[[ STORED DATA, beginning ]]
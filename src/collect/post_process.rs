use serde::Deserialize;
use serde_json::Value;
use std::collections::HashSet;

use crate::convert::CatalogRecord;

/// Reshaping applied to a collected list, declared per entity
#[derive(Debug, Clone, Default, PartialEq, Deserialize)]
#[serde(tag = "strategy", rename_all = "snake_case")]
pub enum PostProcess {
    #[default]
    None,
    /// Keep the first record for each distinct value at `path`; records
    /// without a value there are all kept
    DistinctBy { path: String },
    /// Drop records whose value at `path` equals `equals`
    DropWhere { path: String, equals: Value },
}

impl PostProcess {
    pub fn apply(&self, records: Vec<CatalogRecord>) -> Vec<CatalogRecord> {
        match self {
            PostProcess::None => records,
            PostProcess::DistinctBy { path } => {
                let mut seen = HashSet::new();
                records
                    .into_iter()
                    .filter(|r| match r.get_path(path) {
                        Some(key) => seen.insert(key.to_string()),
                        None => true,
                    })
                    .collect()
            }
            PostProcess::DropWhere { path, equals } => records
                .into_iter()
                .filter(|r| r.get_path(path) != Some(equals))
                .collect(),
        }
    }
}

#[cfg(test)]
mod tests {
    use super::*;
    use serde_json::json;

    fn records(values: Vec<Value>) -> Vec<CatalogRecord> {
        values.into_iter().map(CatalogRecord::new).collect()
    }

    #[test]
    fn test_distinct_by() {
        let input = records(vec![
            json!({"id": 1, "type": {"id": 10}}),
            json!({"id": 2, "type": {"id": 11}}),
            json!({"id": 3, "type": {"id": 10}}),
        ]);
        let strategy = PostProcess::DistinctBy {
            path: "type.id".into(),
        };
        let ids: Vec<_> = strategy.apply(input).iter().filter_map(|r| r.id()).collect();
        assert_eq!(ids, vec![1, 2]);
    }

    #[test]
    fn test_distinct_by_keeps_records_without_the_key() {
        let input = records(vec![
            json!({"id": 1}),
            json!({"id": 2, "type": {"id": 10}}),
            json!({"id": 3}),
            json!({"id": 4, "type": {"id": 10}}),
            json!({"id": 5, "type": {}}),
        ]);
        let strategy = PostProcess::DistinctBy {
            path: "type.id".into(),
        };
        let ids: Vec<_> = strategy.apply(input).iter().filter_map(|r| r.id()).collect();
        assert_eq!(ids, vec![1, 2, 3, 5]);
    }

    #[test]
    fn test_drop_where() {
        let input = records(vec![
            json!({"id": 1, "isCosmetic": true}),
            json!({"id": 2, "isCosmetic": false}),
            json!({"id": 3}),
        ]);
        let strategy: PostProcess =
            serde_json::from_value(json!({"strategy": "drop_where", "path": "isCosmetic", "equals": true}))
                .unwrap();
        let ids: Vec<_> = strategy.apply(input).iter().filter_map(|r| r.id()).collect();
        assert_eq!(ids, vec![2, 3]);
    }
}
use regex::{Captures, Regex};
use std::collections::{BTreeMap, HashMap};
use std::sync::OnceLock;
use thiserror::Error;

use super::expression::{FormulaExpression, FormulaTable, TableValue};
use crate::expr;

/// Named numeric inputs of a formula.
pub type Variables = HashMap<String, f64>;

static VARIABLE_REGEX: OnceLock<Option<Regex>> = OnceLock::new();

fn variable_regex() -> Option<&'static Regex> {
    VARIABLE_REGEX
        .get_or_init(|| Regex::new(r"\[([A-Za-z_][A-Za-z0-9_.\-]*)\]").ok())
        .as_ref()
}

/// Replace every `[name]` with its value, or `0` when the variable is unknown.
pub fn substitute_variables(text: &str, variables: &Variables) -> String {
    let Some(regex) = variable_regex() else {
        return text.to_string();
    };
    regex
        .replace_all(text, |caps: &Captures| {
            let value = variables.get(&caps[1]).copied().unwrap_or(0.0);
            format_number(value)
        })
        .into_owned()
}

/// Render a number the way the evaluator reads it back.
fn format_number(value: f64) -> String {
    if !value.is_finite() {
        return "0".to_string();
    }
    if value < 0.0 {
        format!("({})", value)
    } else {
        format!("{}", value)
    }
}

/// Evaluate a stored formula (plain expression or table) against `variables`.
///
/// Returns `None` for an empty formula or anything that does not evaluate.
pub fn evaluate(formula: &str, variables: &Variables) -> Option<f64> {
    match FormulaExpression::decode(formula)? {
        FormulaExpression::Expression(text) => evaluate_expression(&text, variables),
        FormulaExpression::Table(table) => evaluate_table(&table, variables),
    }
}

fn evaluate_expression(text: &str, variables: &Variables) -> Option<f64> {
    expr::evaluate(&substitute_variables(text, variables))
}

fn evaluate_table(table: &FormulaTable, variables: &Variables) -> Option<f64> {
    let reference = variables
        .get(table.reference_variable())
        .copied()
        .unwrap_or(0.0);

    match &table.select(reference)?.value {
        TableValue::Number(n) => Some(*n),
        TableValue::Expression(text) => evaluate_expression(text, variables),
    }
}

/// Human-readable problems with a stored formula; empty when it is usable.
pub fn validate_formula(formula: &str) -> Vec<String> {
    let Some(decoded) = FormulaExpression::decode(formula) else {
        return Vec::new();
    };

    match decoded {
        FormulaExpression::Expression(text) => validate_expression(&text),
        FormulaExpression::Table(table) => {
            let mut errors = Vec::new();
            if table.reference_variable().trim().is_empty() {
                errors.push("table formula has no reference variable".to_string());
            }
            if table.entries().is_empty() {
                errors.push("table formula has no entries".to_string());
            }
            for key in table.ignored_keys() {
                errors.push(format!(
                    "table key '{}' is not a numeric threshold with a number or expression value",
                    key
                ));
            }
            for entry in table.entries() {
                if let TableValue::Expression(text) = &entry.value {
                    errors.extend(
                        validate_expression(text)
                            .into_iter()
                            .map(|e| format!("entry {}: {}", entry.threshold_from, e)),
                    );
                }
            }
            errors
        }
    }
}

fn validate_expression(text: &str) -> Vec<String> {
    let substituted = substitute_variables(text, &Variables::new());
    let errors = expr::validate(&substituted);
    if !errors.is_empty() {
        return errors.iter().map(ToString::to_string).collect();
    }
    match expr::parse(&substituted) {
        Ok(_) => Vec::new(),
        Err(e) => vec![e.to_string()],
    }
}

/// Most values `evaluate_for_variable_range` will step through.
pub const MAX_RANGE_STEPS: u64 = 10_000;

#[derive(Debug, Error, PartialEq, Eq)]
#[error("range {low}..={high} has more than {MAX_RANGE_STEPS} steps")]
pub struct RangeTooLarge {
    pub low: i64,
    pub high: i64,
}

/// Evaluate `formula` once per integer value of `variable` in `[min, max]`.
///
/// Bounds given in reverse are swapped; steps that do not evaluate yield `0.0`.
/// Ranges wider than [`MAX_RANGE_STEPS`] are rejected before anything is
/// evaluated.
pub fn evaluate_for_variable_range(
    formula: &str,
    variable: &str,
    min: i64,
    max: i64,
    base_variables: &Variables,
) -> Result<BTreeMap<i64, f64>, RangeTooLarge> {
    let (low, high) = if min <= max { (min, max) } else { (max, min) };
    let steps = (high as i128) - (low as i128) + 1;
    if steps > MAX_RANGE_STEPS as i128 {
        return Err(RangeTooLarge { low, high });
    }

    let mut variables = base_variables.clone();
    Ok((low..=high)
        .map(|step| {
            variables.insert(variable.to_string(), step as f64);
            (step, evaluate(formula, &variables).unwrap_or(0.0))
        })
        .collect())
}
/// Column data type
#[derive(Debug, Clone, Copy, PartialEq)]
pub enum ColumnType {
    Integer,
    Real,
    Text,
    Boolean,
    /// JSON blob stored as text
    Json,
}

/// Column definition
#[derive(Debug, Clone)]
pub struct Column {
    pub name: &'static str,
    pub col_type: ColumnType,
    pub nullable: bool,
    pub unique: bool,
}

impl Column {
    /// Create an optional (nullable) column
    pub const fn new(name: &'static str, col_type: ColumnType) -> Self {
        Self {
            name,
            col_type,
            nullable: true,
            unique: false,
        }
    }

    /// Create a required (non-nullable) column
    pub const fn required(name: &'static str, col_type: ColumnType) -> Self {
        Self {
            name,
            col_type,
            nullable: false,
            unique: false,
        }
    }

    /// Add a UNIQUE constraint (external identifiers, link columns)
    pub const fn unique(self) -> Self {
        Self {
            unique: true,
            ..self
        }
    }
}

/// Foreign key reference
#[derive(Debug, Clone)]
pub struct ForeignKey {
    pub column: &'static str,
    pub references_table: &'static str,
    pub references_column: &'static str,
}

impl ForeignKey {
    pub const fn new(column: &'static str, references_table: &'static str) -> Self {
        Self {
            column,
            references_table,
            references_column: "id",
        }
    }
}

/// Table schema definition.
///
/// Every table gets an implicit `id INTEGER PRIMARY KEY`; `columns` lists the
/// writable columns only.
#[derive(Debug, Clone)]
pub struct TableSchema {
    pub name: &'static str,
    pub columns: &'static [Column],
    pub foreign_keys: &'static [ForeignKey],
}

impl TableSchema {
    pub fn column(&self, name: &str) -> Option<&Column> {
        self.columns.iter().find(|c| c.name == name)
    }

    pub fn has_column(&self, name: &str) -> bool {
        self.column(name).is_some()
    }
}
[[ STORED DATA, end ]]
[[ STORED DATA, beginning ]]
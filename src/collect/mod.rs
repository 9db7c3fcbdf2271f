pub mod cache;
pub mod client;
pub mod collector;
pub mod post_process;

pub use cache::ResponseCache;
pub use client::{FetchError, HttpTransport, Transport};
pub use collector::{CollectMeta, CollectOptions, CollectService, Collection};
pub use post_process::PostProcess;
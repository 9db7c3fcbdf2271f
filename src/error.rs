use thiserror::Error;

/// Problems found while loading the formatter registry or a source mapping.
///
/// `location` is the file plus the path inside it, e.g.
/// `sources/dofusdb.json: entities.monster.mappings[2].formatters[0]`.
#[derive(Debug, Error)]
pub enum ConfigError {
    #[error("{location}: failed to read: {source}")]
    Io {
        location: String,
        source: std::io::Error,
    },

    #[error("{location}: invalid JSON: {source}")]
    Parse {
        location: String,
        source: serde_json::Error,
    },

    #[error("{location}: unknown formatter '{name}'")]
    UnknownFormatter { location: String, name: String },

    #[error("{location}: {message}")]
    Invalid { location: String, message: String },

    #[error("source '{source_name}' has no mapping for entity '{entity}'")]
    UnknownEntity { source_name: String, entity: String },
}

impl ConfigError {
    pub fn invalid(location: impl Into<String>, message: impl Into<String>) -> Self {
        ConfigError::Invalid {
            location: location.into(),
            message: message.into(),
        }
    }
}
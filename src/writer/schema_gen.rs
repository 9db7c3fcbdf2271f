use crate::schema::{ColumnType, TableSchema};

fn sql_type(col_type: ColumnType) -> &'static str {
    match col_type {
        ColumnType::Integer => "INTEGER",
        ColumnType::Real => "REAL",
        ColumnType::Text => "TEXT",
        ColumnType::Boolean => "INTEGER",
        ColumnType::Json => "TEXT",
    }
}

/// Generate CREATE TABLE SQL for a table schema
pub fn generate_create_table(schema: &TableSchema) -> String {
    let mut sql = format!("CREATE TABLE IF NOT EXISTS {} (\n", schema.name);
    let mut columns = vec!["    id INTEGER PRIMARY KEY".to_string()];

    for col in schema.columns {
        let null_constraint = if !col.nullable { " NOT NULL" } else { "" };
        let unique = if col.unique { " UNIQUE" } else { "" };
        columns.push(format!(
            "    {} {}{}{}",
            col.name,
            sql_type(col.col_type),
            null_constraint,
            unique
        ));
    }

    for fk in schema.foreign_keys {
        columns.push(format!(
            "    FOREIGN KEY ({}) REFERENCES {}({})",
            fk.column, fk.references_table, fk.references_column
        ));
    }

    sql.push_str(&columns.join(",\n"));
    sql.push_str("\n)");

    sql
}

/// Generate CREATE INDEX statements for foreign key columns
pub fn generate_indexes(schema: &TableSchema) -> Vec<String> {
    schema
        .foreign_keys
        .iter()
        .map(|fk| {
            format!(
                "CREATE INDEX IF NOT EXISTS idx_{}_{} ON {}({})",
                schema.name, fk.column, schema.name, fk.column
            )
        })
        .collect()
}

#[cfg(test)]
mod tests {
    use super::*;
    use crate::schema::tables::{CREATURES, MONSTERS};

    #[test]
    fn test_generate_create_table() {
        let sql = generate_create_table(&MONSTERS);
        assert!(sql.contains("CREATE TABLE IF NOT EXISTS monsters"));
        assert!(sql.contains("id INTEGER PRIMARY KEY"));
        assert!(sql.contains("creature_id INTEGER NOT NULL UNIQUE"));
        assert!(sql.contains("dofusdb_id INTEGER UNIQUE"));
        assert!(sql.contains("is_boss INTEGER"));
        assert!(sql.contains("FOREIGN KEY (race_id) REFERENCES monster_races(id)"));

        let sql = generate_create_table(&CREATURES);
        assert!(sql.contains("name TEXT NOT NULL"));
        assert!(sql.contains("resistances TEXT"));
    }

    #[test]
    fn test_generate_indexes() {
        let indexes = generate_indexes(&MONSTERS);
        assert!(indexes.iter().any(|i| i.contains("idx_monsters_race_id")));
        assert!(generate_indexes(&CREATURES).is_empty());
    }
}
[[ STORED DATA, end ]]
- _TASK INSTRUCTIONS_: Filter the entries down to the lines with the word "HashSet" in them.

- _THE COMPLETED TASK_:
use std::collections::HashSet;
                let mut seen = HashSet::new();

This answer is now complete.